Limitations and Open Questions
Adherence is the biggest problem. CALERIE enrolled highly motivated adults and only achieved about half the intended restriction. Real-world adherence is worse.
Muscle mass. CR without adequate protein and resistance training causes lean mass loss, which is the opposite of what you want for older adults. This is the main reason most longevity clinicians now recommend higher protein (1.2 to 1.6 g/kg) and strength training alongside any caloric deficit.
Genetic background matters. The ITP data and the monkey reconciliation both suggest that CR's magnitude of effect depends on genotype. Population-average results may understate or overstate the effect in any given individual.
We still do not have a human CR lifespan trial. CALERIE measured biomarkers and biological age, not death. The 20-plus year follow-up studies that could answer the question are only now starting to accumulate.
The "just eat less, live longer" shortcut is not supported. In humans, the curve linking BMI to mortality is J-shaped, and underweight older adults have higher mortality than moderately overweight ones. The monkey and human data suggest benefits from modest restriction in metabolically healthy adults, not a linear "less is always more."
FAQ
Does intermittent fasting extend lifespan in humans?
No human trial has measured lifespan endpoints. IF improves metabolic markers and modestly slows biological age proxies, which is suggestive but not proof.
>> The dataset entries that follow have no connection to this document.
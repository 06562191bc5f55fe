//! End-to-end tests through the public API.
//!
//! Object-store backends run on the in-process `MemoryObjectClient`; local
//! tests use temporary directories.

use schemefs::*;
use std::io::{Read, Write};
use std::sync::Arc;

// =============================================================================
// Fixtures
// =============================================================================

/// A registry with every builtin plus one shared in-memory client installed
/// for each object-store backend compiled in.
struct Cloud {
    client: Arc<MemoryObjectClient>,
    connector: SharedConnector,
    config: FsConfig,
    resolver: Resolver,
}

impl Cloud {
    fn new() -> Self {
        Self::with_config(FsConfig::new())
    }

    fn with_config(config: FsConfig) -> Self {
        let client = Arc::new(MemoryObjectClient::new());
        let connector = SharedConnector::from_arc(client.clone());
        let registry = Registry::with_builtins();
        for scheme in ["s3", "gs", "abfs", "adl"] {
            if registry.contains(scheme) {
                registry
                    .install_connector(scheme, connector.clone())
                    .unwrap();
            }
        }
        let resolver = Resolver::new(registry, config.clone());
        Self {
            client,
            connector,
            config,
            resolver,
        }
    }

    fn put(&self, bucket: &str, key: &str, data: &[u8]) {
        self.client.put_object(bucket, key, data.to_vec()).unwrap();
    }
}

fn strings(paths: &[Path]) -> Vec<String> {
    paths.iter().map(ToString::to_string).collect()
}

// =============================================================================
// Local Disk
// =============================================================================

#[test]
fn local_only_registry_resolves_and_round_trips() {
    let dir = tempfile::tempdir().unwrap();
    let registry = Registry::empty();
    backends::local::register(&registry);
    let resolver = Resolver::new(registry.clone(), FsConfig::new());

    let file = Path::parse_in(&format!("{}/data/out.txt", dir.path().display()), &registry).unwrap();
    assert!(!file.is_remote());

    let fs = resolver.resolve(&file, None).unwrap();
    assert!(!fs.is_remote());
    let mut w = fs.open(&file, OpenMode::Write).unwrap();
    w.write_all(b"hello").unwrap();
    w.flush().unwrap();
    drop(w);

    let mut text = String::new();
    fs.open(&file, OpenMode::Read)
        .unwrap()
        .read_to_string(&mut text)
        .unwrap();
    assert_eq!(text, "hello");

    match resolver.resolve("memory://x", None) {
        Err(FsError::UnknownScheme { available, .. }) => {
            assert_eq!(available, vec!["".to_string(), "file".to_string()]);
        }
        other => panic!("expected UnknownScheme, got {other:?}"),
    }
}

#[test]
fn local_outputs_never_carry_a_scheme() {
    let dir = tempfile::tempdir().unwrap();
    let root = Path::from(dir.path());
    (&root / "a.csv").touch().unwrap();
    (&root / "b.txt").touch().unwrap();

    let listed = root.ls().unwrap();
    assert_eq!(listed.len(), 2);
    for p in &listed {
        assert!(!p.is_remote());
        assert!(!p.to_string().contains("://"));
    }
    let csv = (&root / "*.csv").glob().unwrap();
    assert_eq!(csv, vec![&root / "a.csv"]);
}

#[test]
fn local_remove_semantics() {
    let dir = tempfile::tempdir().unwrap();
    let root = Path::from(dir.path());
    let nested = &root / "d";
    (&nested / "sub/f.txt").write_text("x").unwrap();

    let err = nested.remove(false).unwrap_err();
    assert!(err.io_kind().is_some());
    assert!(nested.exists().unwrap());

    nested.remove(true).unwrap();
    assert!(!nested.exists().unwrap());
    assert!(root.ls().unwrap().is_empty());
    assert!((&root / "missing").ls().unwrap().is_empty());
}

#[test]
fn put_and_get_move_bytes_between_backends() {
    let cloud = Cloud::new();
    let dir = tempfile::tempdir().unwrap();
    let local = dir.path().join("in.bin");
    std::fs::write(&local, b"bytes").unwrap();

    let fs = cloud.resolver.resolve("memory://transfer", None).unwrap();
    fs.put(&local, "memory://transfer/in.bin").unwrap();
    let back = dir.path().join("nested").join("out.bin");
    fs.get("memory://transfer/in.bin", &back).unwrap();
    assert_eq!(std::fs::read(back).unwrap(), b"bytes");
}

// =============================================================================
// Object Stores
// =============================================================================

#[cfg(feature = "s3")]
#[test]
fn s3_star_glob_matches_direct_children_only() {
    let cloud = Cloud::new();
    cloud.put("bucket", "a.csv", b"1");
    cloud.put("bucket", "b.csv", b"2");
    cloud.put("bucket", "c.txt", b"3");
    cloud.put("bucket", "nested/d.csv", b"4");

    let pattern = Path::parse("s3://bucket/*.csv").unwrap();
    let found = pattern.glob_with(&cloud.resolver).unwrap();
    assert_eq!(strings(&found), vec!["s3://bucket/a.csv", "s3://bucket/b.csv"]);
    assert!(found.iter().all(Path::is_remote));

    let deep = Path::parse("s3://bucket/**/*.csv").unwrap();
    assert_eq!(deep.glob_with(&cloud.resolver).unwrap().len(), 3);
}

#[cfg(feature = "s3")]
#[test]
fn config_is_overridden_without_mutation() {
    let config = FsConfig::new();
    config.set("s3", StorageOptions::new().with("key", "X").with("region", "eu"));
    let cloud = Cloud::with_config(config);

    let overrides = StorageOptions::new().with("key", "Y");
    let fs = cloud
        .resolver
        .resolve("s3://bucket/k", Some(&overrides))
        .unwrap();
    assert_eq!(fs.options().get_str("key"), Some("Y"));

    let seen = cloud.connector.last_options().unwrap();
    assert_eq!(seen.get_str("key"), Some("Y"));
    assert_eq!(seen.get_str("region"), Some("eu"));
    assert_eq!(cloud.config.get("s3").get_str("key"), Some("X"));
}

#[cfg(feature = "s3")]
#[test]
fn missing_connector_fails_only_on_instantiation() {
    let registry = Registry::empty();
    schemefs::backends::s3::register(&registry);
    let resolver = Resolver::new(registry, FsConfig::new());
    let p = Path::parse("s3://bucket/key").unwrap();
    assert!(p.is_remote());
    assert_eq!(resolver.backend_kind(&p).unwrap().name(), "s3");

    match resolver.resolve(&p, None) {
        Err(FsError::Connect { scheme, source, .. }) => {
            assert_eq!(scheme, "s3");
            assert!(matches!(*source, FsError::NoConnector { .. }));
        }
        other => panic!("expected Connect error, got {other:?}"),
    }
}

#[cfg(feature = "s3")]
#[test]
fn builtin_registry_connects_s3_through_object_store() {
    let resolver = Resolver::new(Registry::with_builtins(), FsConfig::new());
    let overrides = StorageOptions::new()
        .with("key", "AKIA")
        .with("secret", "shh")
        .with("region_name", "eu-west-1");
    let fs = resolver
        .resolve("s3://bucket/key", Some(&overrides))
        .unwrap();
    assert_eq!(fs.scheme(), "s3");
    assert_eq!(fs.options().get_str("region_name"), Some("eu-west-1"));
}

#[cfg(feature = "s3")]
#[test]
fn object_store_recursive_remove() {
    let cloud = Cloud::new();
    cloud.put("bk", "run/a", b"");
    cloud.put("bk", "run/b/c", b"");
    cloud.put("bk", "runs", b"");

    let run = Path::parse("s3://bk/run").unwrap();
    assert!(matches!(
        run.remove_with(false, &cloud.resolver),
        Err(FsError::DirectoryNotEmpty { .. })
    ));
    run.remove_with(true, &cloud.resolver).unwrap();
    assert!(!run.exists_with(&cloud.resolver).unwrap());
    assert_eq!(cloud.client.object_count("bk"), 1);
}

#[cfg(feature = "gcs")]
#[test]
fn gcs_alias_and_directory_policy() {
    let cloud = Cloud::new();
    cloud.put("bk", "x/y", b"z");

    let fs = cloud.resolver.resolve("gcs://bk/x", None).unwrap();
    assert_eq!(fs.scheme(), "gcs");
    assert_eq!(fs.kind().scheme(), "gs");
    assert!(fs.exists("gcs://bk/x/y").unwrap());
    assert!(matches!(
        fs.makedirs("gcs://bk/new", true),
        Err(FsError::Unsupported { operation: "makedirs", .. })
    ));
}

#[cfg(feature = "azure")]
#[test]
fn abfs_infers_account_and_requalifies_listings() {
    let cloud = Cloud::new();
    cloud.put("cont", "dir/f.parquet", b"");

    let fs = cloud
        .resolver
        .resolve("abfs://acct/cont/dir", None)
        .unwrap();
    assert_eq!(fs.options().get_str("account_name"), Some("acct"));
    assert_eq!(
        strings(&fs.ls("abfs://acct/cont/dir").unwrap()),
        vec!["abfs://acct/cont/dir/f.parquet"]
    );
}

#[cfg(feature = "azure")]
#[test]
fn abfs_malformed_paths_are_rejected() {
    let cloud = Cloud::new();
    assert!(matches!(
        cloud.resolver.resolve("abfs://acct", None),
        Err(FsError::MalformedPath { .. })
    ));

    let configured = FsConfig::new();
    configured.set("abfs", StorageOptions::new().with("account_name", "acct"));
    let cloud = Cloud::with_config(configured);
    let fs = cloud.resolver.resolve("abfs://acct/cont", None).unwrap();
    assert!(matches!(
        fs.ls("abfs://acct"),
        Err(FsError::MalformedPath { .. })
    ));
}

#[cfg(feature = "azure")]
#[test]
fn adl_paths_round_trip_through_strip_and_reattach() {
    let cloud = Cloud::new();
    let p = Path::parse("adl://store/dir/file.txt").unwrap();
    p.write_bytes_with(b"lake", &cloud.resolver).unwrap();
    assert_eq!(cloud.client.get_object("store", "dir/file.txt").unwrap(), b"lake");

    let listed = p.parent().ls_with(&cloud.resolver).unwrap();
    assert_eq!(listed, vec![p.clone()]);
    assert_eq!(listed[0].read_bytes_with(&cloud.resolver).unwrap(), b"lake");
}

// =============================================================================
// Memory Backend
// =============================================================================

#[test]
fn memory_prefix_exists_and_recursive_remove() {
    let root = Path::parse("memory://it-prefix").unwrap();
    (&root / "a/b/c.txt").write_text("c").unwrap();
    (&root / "a/d.txt").write_text("d").unwrap();

    assert!((&root / "a").exists().unwrap());
    assert!((&root / "a/b").exists().unwrap());
    assert!(!(&root / "a/b/c").exists().unwrap());

    (&root / "a").remove(true).unwrap();
    assert!(!(&root / "a").exists().unwrap());
    assert!((&root / "a").remove(true).unwrap_err().is_not_found());
}

#[test]
fn memory_outputs_keep_scheme_and_options() {
    let root = Path::parse("memory://it-opts")
        .unwrap()
        .with_storage_options(StorageOptions::new().with("tag", "blue"));
    (&root / "x").touch().unwrap();
    let listed = root.ls().unwrap();
    assert_eq!(strings(&listed), vec!["memory://it-opts/x"]);
    assert_eq!(
        listed[0].explicit_options().unwrap().get_str("tag"),
        Some("blue")
    );
}

// =============================================================================
// Resolver
// =============================================================================

#[cfg(feature = "s3")]
#[test]
fn connection_cache_reuses_instances_per_options() {
    let cloud = Cloud::new();
    let cached = cloud.resolver.clone().with_connection_cache();

    let a = cached.resolve("s3://bk/a", None).unwrap();
    let b = cached.resolve("s3://bk/b", None).unwrap();
    assert!(a.ptr_eq(&b));
    assert_eq!(cloud.connector.connections(), 1);

    let other = StorageOptions::new().with("key", "other");
    let c = cached.resolve("s3://bk/a", Some(&other)).unwrap();
    assert!(!a.ptr_eq(&c));
    assert_eq!(cloud.connector.connections(), 2);

    let uncached = cloud.resolver.resolve("s3://bk/a", None).unwrap();
    assert!(!a.ptr_eq(&uncached));
}

#[test]
fn aspath_round_trips_every_builtin_kind() {
    let mut samples = vec!["/tmp/x/y.csv", "relative/z", "memory://root/k"];
    if Registry::global().contains("s3") {
        samples.push("s3://bucket/key/file.parquet");
    }
    if Registry::global().contains("adl") {
        samples.push("adl://store/a/b");
    }
    for s in samples {
        let p = aspath(s).unwrap();
        assert_eq!(aspath(p.to_string()).unwrap(), p, "{s}");
    }
}

// =============================================================================
// Directory Trees
// =============================================================================

#[test]
fn tree_set_root_cascades_to_nested_leaves() {
    let dir = tempfile::tempdir().unwrap();
    let partitions = TreeSchema::builder().leaf("day", "{date}/part.csv").build();
    let schema = TreeSchema::builder()
        .leaf("flag", "_SUCCESS")
        .subtree_with_root("raw", "landing", partitions)
        .build();

    let mut tree = schema.bind("memory://it-tree/v1").unwrap();
    tree.set_root(dir.path()).unwrap();

    let day = tree.subtree("raw").unwrap().leaf("day").unwrap();
    assert!(!day.is_remote());
    let concrete = day.format(&[("date", "2024-01-01")]).unwrap();
    concrete.write_text("a,b").unwrap();
    assert_eq!(
        std::fs::read_to_string(dir.path().join("landing/2024-01-01/part.csv")).unwrap(),
        "a,b"
    );
    assert_eq!(
        tree.leaf("flag").unwrap(),
        Path::from(dir.path().join("_SUCCESS"))
    );
}

// =============================================================================
// File Targets
// =============================================================================

#[cfg(feature = "s3")]
#[test]
fn file_target_writes_through_its_options() {
    let cloud = Cloud::new();
    let target = FileTarget::with_resolver(
        "s3://out/job/result.json",
        StorageOptions::new().with("key", "t"),
        cloud.resolver.clone(),
    )
    .unwrap();

    target.makedirs().unwrap();
    assert!(!target.exists().unwrap());
    target.fs().unwrap().driver().write_json(
        "s3://out/job/result.json",
        &serde_json::json!({"rows": 3}),
    )
    .unwrap();
    assert!(target.exists().unwrap());
    assert_eq!(cloud.connector.last_options().unwrap().get_str("key"), Some("t"));
}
Is 16:8 as good as 25 percent CR?
Probably not, if the only thing 16:8 does is shift meal timing without changing total calories. Several RCTs have found that TRE without calorie reduction produces minimal metabolic change. Its main benefit seems to be as a simple tool for calorie control.
What was the Wisconsin vs. NIA monkey conflict?
It looked like a contradiction — one study showed CR extended lifespan, one did not — but the 2017 joint analysis showed it came down to diet composition, age of onset, and control feeding. Both studies now support healthspan benefits.
Is CALERIE the best human CR evidence we have?
Yes. It is the only long-term randomized trial of sustained calorie restriction in healthy non-obese adults. The Belsky 2023 Nature Aging paper on biological aging pace is the strongest molecular-level outcome data.
Can I just take rapamycin instead?
Rapamycin hits one of the main CR pathways (mTOR) more cleanly than diet, but it does not replicate the full CR signature (AMPK, autophagy, ketogenesis, inflammation). It is complementary, not equivalent.
Should older adults do CR?
Most longevity clinicians advise against aggressive caloric restriction in adults over 65 because of muscle and bone loss risks. Protein-preserving strategies, exercise, and mild time-restricted eating are more defensible in this group.